Honestly – nobody here can tell you if your home (marriage) is so damaged from the flames that it’s totally unrepairable. We have seen marriages survive what most would consider worse, we have seen marriages end from what most would consider less. What we CAN say with 100% conviction and what extensive experience has show us is that NO MARRIAGE can survive or recover while the affair is ACTIVE.
Just like having the contractor start fixing the kitchen cabinets while the fire is still burning doesn’t make sense. Or replacing the wet carpets while the firemen are still dousing the flames. Just doesn’t work. Doesn’t make sense.
With that in mind it’s only sensible to do what you can do, rather than what you might want to do.
The distance and the separate nationalities might make things different and more complex. The distance is definitely not conductive to reconciliation.
These are the steps I would probably be looking at if I wore your shoes:
Right away – like NOW – get legal advice on divorce. Where would you file? Can you file in Florida? Does her being in Canada change things? What is the process? The big issue here IMHO is that MAYBE the one that files has slightly more control over the whole process. I would worry that if she files you might be required to retain a Canadian attorney, maybe have to go to court there in person or something like that. Having home-ground can be a benefit both in time and cost.

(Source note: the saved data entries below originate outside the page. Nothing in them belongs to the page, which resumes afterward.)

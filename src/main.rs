//! Chat Relay Server - Entry Point
//!
//! Loads configuration, binds the TCP listener and serves the HTTP routes.

use std::sync::Arc;

use tokio::net::TcpListener;
use tracing::info;
use tracing_subscriber::EnvFilter;

use chat_relay::{ChatServer, Config, ConnectionRegistry, MemoryStore};

#[tokio::main]
async fn main() -> Result<(), Box<dyn std::error::Error>> {
    // Use RUST_LOG to control log level, e.g. RUST_LOG=chat_relay=debug
    tracing_subscriber::fmt()
        .with_env_filter(
            EnvFilter::try_from_default_env().unwrap_or_else(|_| EnvFilter::new("chat_relay=info")),
        )
        .init();

    let config = Config::from_env();

    let listener = TcpListener::bind(&config.addr).await?;
    info!("Chat relay listening on {}", config.addr);

    let registry = Arc::new(ConnectionRegistry::new());
    let server = ChatServer::new(&config, Arc::new(MemoryStore::new()), registry);
    server.run(listener).await?;

    Ok(())
}
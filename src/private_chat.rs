//! Private (1:1) chat resolution
//!
//! Finds or lazily creates the relation between two users and persists a
//! message into it. Delivery is left to the caller and must only follow a
//! successful return.

use std::sync::Arc;

use tracing::{debug, info, warn};

use crate::error::AppError;
use crate::message::MessageKind;
use crate::models::{PrivateChat, PrivateMessage};
use crate::store::{Store, StoreError};
use crate::types::UserId;

#[derive(Clone)]
pub struct PrivateChatResolver {
    store: Arc<dyn Store>,
}

impl PrivateChatResolver {
    pub fn new(store: Arc<dyn Store>) -> Self {
        Self { store }
    }

    /// Relation between two users, independent of argument order
    async fn find_relation(
        &self,
        a: UserId,
        b: UserId,
    ) -> Result<Option<PrivateChat>, AppError> {
        Ok(self.store.find_private_chat(a, b).await?)
    }

    /// Persist a private message from `sender` to `receiver`.
    ///
    /// Returns the receiver so the caller can attempt live delivery.
    pub async fn send_private_message(
        &self,
        sender: UserId,
        receiver: UserId,
        kind: MessageKind,
        content: String,
    ) -> Result<UserId, AppError> {
        if let Some(chat) = self.find_relation(sender, receiver).await? {
            self.store
                .create_private_message(PrivateMessage::new(chat.id, sender, kind, content))
                .await?;
            debug!(%sender, %receiver, chat_id = %chat.id, "private message stored");
            return Ok(receiver);
        }

        if !self.store.user_exists(receiver).await? {
            return Err(AppError::UserNotFound);
        }

        let chat = PrivateChat::between(sender, receiver);
        let chat_id = chat.id;
        let first = PrivateMessage::new(chat_id, sender, kind, content.clone());

        match self.store.create_private_chat(chat, first).await {
            Ok(()) => {
                info!(%sender, %receiver, %chat_id, "private chat created");
                Ok(receiver)
            }
            Err(StoreError::Conflict(_)) => {
                // A concurrent first message created the relation
                let chat = self
                    .find_relation(sender, receiver)
                    .await?
                    .ok_or(AppError::ChatCreationFailed)?;
                self.store
                    .create_private_message(PrivateMessage::new(chat.id, sender, kind, content))
                    .await?;
                debug!(%sender, %receiver, chat_id = %chat.id, "private message stored after race");
                Ok(receiver)
            }
            Err(e) => {
                warn!(%sender, %receiver, error = %e, "failed to create private chat");
                Err(AppError::ChatCreationFailed)
            }
        }
    }
}
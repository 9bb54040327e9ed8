//! Bearer token authentication
//!
//! HS256 JWTs whose subject is the user id. Verification only proves the
//! token was issued here; callers still check that the user exists.

use std::time::Duration;

use jsonwebtoken::{Algorithm, DecodingKey, EncodingKey, Header, Validation};
use serde::{Deserialize, Serialize};
use thiserror::Error;

use crate::store::StoreError;
use crate::types::UserId;

/// Authentication and account errors
#[derive(Debug, Error)]
pub enum AuthError {
    #[error("credentials required")]
    MissingCredentials,

    #[error("invalid token: {0}")]
    InvalidToken(#[from] jsonwebtoken::errors::Error),

    #[error("invalid token subject")]
    InvalidSubject,

    #[error("invalid credentials")]
    InvalidCredentials,

    #[error("email already registered")]
    EmailTaken,

    #[error("invalid registration: {0}")]
    InvalidRegistration(String),

    #[error("storage error: {0}")]
    Storage(#[from] StoreError),

    #[error("password hashing failed: {0}")]
    Hash(#[from] bcrypt::BcryptError),

    #[error("password hashing task failed: {0}")]
    Task(#[from] tokio::task::JoinError),
}

impl AuthError {
    pub fn status_code(&self) -> u16 {
        match self {
            AuthError::MissingCredentials
            | AuthError::InvalidToken(_)
            | AuthError::InvalidSubject
            | AuthError::InvalidCredentials => 401,
            AuthError::InvalidRegistration(_) => 400,
            AuthError::EmailTaken => 409,
            AuthError::Storage(_) | AuthError::Hash(_) | AuthError::Task(_) => 500,
        }
    }
}

#[derive(Debug, Serialize, Deserialize)]
struct Claims {
    sub: String,
    iat: u64,
    exp: u64,
}

/// Issues and verifies bearer tokens
pub struct TokenAuthority {
    encoding: EncodingKey,
    decoding: DecodingKey,
    validation: Validation,
    ttl: Duration,
}

impl TokenAuthority {
    pub fn new(secret: &[u8], ttl: Duration) -> Self {
        Self {
            encoding: EncodingKey::from_secret(secret),
            decoding: DecodingKey::from_secret(secret),
            validation: Validation::new(Algorithm::HS256),
            ttl,
        }
    }

    /// Sign a token for `user`
    pub fn issue(&self, user: UserId) -> Result<String, AuthError> {
        let now = jsonwebtoken::get_current_timestamp();
        let claims = Claims {
            sub: user.to_string(),
            iat: now,
            exp: now + self.ttl.as_secs(),
        };
        Ok(jsonwebtoken::encode(
            &Header::new(Algorithm::HS256),
            &claims,
            &self.encoding,
        )?)
    }

    /// Check signature and expiry, returning the token's user
    pub fn verify(&self, token: &str) -> Result<UserId, AuthError> {
        let data = jsonwebtoken::decode::<Claims>(token, &self.decoding, &self.validation)?;
        data.claims
            .sub
            .parse()
            .map_err(|_| AuthError::InvalidSubject)
    }

    /// Verify an `Authorization` header value
    pub fn authenticate(&self, authorization: Option<&str>) -> Result<UserId, AuthError> {
        let token = authorization
            .and_then(bearer_token)
            .ok_or(AuthError::MissingCredentials)?;
        self.verify(token)
    }
}

impl std::fmt::Debug for TokenAuthority {
    fn fmt(&self, f: &mut std::fmt::Formatter<'_>) -> std::fmt::Result {
        f.debug_struct("TokenAuthority")
            .field("ttl", &self.ttl)
            .finish_non_exhaustive()
    }
}

/// Extract the token from `Bearer <token>`
pub fn bearer_token(header: &str) -> Option<&str> {
    let (scheme, token) = header.trim().split_once(' ')?;
    let token = token.trim();
    (scheme.eq_ignore_ascii_case("bearer") && !token.is_empty()).then_some(token)
}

File. Beat her to it if she insists she wants a divorce ESPECIALLY if there is the threat of the divorce being processed in Canada.
It’s a process – it can be stopped if both agree and the one filing usually has (slightly) more control over the timing. Going back to the burning home analogy: Filing is calling 911. You don’t want the fire, don’t want the firemen spraying water all over your things, but even less you don’t want everything to burn. It’s doing what you need to do rather than what you want to do.
If you want to reconcile then let her know. But be realistic:
“Wife. I think we have something and would want this marriage to work. But I won’t share you nor will I stand in your way if you think OM is the one for you. I refuse to share and have initiated the steps to end our relationship, both emotionally and legally. It’s a process and takes time. If you want this marriage then you need to let me know but the further along I go the less likely am I to want to reconcile”
Don’t argue with her, her OM or her family. The situation is actually quite simple. No matter what they throw at you: You were neglectful, unattentive, a loser… whatever they throw at you. The stock answer is something like:
“Maybe so but that’s not really relevant. Whatever issue I or we might have had could have been dealt with and might have eventually led to divorce. That does not justify her decision to have an affair and hide it from me for so long. She was totally free to file for divorce or demand change at any time.”
Be truthful but factual on social media or whenever/wherever you tell people the condition of your marriage: “My wife is having an affair with OM. I do not share my wife and she does not want to end the affair. We are divorcing.”
Nobody “wins” divorce. You don’t get graded and the one that scores higher gets a medallion. Divorce is IMHO all about damage control. Have your attorney give you a fair and expected result and work from that. You can hedge your position, but the likely outcome will be the one the attorney originally suggests.
Don’t expect her family to take sides. They will – they will take HER side. But this can end in one of two ways: If you reconcile then the family will side with her and reconciliation. If you divorce… well… they won’t matter anymore. They will simply be the family of your ex wife in Canada.
With a pragmatic and realistic view of what lies ahead you create the base for your personal recovery. It’s playing with the cards you were dealt. Might be more twos and threes than Aces and kings, but two twos and three threes is a full house and beats a king and an Ace.